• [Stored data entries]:

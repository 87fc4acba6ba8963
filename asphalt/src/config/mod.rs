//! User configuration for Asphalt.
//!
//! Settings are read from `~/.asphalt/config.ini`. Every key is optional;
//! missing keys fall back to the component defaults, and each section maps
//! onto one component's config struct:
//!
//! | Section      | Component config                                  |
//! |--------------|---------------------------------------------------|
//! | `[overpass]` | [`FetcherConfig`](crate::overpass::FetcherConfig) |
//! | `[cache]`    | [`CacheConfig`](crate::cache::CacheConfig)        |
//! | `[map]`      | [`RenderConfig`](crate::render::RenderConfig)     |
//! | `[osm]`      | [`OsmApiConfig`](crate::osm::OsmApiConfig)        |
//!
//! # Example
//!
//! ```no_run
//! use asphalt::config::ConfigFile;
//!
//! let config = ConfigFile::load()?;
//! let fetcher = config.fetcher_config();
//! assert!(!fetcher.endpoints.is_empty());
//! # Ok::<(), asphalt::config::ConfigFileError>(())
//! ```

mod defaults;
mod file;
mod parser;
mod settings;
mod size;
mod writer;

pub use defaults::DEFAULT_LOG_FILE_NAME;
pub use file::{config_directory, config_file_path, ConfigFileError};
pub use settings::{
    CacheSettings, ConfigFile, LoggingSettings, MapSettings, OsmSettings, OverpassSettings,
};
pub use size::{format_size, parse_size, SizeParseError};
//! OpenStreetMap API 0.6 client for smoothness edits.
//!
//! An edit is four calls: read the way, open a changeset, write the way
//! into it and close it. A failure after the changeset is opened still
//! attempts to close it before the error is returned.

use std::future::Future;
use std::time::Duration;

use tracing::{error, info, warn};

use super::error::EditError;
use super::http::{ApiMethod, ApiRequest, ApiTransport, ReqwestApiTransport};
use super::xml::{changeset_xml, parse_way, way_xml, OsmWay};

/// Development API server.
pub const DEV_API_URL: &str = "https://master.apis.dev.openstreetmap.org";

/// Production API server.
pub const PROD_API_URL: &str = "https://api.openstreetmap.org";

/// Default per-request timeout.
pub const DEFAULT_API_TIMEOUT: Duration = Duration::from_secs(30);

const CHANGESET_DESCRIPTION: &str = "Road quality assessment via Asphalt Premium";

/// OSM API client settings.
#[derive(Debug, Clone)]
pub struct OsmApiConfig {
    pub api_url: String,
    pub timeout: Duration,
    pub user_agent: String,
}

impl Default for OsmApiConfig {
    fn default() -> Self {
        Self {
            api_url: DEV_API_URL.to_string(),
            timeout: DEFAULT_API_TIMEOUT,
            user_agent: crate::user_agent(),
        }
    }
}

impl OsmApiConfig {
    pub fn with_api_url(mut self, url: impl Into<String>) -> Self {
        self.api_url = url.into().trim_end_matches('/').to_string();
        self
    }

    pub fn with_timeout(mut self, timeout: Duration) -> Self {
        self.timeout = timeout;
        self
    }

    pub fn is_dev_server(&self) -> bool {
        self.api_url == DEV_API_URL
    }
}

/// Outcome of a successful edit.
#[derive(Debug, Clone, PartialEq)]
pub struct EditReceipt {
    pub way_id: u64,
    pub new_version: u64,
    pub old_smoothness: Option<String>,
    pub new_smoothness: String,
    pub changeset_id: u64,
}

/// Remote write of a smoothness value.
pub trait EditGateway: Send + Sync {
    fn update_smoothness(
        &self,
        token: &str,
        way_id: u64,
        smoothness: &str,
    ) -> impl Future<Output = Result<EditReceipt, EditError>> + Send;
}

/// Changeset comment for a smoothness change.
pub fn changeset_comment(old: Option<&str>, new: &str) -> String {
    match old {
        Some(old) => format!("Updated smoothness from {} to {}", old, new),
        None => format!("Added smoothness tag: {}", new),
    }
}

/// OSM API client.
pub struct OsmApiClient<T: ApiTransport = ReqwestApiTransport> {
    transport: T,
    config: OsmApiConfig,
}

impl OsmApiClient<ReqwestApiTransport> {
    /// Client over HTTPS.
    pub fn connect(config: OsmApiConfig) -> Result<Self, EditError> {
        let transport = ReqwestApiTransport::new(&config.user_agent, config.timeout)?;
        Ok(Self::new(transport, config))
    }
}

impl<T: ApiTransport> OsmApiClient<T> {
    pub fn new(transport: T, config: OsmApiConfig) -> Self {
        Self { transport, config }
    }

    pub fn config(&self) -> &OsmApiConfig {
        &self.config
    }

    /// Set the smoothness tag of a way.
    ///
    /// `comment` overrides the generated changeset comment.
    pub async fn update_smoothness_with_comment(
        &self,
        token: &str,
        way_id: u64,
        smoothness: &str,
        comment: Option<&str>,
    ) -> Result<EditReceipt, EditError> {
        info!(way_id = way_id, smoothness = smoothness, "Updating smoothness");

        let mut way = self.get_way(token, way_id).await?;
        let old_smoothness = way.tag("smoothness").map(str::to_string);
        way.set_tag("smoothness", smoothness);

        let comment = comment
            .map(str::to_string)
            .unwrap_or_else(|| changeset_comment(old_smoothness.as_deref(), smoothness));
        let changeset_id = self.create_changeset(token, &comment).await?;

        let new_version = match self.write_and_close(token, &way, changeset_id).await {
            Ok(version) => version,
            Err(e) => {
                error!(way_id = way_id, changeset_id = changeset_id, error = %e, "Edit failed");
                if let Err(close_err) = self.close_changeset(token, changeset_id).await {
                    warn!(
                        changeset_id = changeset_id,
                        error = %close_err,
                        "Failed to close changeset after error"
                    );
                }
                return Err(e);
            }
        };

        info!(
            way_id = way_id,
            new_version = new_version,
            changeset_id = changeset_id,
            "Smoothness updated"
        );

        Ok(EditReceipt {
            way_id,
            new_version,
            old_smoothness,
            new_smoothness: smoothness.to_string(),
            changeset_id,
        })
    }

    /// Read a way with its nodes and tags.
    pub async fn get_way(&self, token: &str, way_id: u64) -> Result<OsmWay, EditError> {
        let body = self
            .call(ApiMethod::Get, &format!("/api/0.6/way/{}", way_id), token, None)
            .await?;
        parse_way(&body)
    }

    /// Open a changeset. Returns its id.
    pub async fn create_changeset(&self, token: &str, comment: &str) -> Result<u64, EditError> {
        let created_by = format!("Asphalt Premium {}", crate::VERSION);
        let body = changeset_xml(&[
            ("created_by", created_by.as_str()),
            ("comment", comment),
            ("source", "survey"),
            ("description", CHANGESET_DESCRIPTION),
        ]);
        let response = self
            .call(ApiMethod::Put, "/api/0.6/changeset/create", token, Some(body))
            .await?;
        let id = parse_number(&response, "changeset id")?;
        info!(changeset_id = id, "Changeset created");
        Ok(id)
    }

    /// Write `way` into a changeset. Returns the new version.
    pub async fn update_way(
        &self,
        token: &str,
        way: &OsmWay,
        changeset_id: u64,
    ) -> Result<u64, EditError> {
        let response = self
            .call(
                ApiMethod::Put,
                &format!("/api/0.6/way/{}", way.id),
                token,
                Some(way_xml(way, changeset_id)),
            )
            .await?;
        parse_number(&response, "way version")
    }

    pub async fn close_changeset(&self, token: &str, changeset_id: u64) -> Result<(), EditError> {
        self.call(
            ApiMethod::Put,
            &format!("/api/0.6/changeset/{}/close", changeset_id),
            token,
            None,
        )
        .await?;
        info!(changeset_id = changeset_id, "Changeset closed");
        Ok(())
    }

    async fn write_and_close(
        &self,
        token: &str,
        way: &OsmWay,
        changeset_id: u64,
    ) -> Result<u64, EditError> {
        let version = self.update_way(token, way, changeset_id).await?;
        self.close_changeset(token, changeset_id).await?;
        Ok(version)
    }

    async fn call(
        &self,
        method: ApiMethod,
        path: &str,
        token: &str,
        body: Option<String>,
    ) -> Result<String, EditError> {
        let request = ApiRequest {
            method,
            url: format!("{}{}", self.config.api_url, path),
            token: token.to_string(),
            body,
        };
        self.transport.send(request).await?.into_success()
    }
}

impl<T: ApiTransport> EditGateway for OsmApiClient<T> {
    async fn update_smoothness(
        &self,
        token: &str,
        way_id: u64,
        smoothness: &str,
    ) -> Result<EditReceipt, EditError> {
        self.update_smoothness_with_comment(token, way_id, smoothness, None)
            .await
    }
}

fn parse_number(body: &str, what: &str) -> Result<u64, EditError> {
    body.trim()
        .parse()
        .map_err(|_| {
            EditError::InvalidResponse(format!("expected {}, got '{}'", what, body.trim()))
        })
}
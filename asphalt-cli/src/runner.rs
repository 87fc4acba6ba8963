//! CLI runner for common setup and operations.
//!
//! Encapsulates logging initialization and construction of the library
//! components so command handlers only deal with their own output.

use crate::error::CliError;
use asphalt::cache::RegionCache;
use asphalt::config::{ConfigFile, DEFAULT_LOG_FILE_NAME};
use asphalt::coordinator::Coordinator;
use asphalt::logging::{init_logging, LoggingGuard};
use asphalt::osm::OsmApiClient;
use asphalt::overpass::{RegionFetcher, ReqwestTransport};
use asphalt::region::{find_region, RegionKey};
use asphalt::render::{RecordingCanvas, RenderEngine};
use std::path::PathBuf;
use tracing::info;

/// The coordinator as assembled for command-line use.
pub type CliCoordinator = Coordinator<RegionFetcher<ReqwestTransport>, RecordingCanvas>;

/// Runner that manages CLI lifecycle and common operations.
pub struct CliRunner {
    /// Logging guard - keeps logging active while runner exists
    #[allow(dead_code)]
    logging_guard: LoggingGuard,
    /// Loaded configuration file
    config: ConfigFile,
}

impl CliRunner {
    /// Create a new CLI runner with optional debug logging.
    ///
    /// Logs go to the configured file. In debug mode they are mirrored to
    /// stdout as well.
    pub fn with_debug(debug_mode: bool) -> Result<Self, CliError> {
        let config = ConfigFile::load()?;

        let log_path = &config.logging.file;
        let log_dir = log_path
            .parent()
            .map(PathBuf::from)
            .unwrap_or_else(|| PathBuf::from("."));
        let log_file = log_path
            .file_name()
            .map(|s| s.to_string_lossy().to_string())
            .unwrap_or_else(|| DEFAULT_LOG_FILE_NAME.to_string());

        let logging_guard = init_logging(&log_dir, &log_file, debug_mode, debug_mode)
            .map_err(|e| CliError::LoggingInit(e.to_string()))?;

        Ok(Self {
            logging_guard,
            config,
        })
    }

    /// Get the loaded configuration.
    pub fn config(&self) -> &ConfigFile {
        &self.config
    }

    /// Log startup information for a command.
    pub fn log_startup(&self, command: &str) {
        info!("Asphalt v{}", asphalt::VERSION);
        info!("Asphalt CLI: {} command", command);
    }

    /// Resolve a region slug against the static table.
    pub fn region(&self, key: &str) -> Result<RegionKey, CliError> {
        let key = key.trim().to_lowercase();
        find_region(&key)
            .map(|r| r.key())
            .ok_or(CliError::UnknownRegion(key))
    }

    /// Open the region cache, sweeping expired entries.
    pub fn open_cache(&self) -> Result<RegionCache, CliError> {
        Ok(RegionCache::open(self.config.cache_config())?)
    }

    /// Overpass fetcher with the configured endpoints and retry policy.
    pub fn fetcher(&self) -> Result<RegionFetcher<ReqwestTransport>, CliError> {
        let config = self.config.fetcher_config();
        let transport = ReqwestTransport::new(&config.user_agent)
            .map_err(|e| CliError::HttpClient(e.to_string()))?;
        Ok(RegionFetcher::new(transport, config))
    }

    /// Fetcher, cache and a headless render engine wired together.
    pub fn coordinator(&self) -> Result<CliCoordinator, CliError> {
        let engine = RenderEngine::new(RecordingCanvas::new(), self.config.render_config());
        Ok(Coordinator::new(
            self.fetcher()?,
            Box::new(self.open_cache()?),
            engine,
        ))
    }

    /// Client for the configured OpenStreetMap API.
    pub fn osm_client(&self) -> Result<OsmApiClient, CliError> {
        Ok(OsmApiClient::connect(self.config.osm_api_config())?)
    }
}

• [Problem]:
Only lines containing the word "OsmApiConfig" should appear in the answer, and every such line from the records above must be there.

• [Solution]:
//! | `[osm]`      | [`OsmApiConfig`](crate::osm::OsmApiConfig)        |
pub struct OsmApiConfig {
impl Default for OsmApiConfig {
impl OsmApiConfig {
    config: OsmApiConfig,
    pub fn connect(config: OsmApiConfig) -> Result<Self, EditError> {
    pub fn new(transport: T, config: OsmApiConfig) -> Self {
    pub fn config(&self) -> &OsmApiConfig {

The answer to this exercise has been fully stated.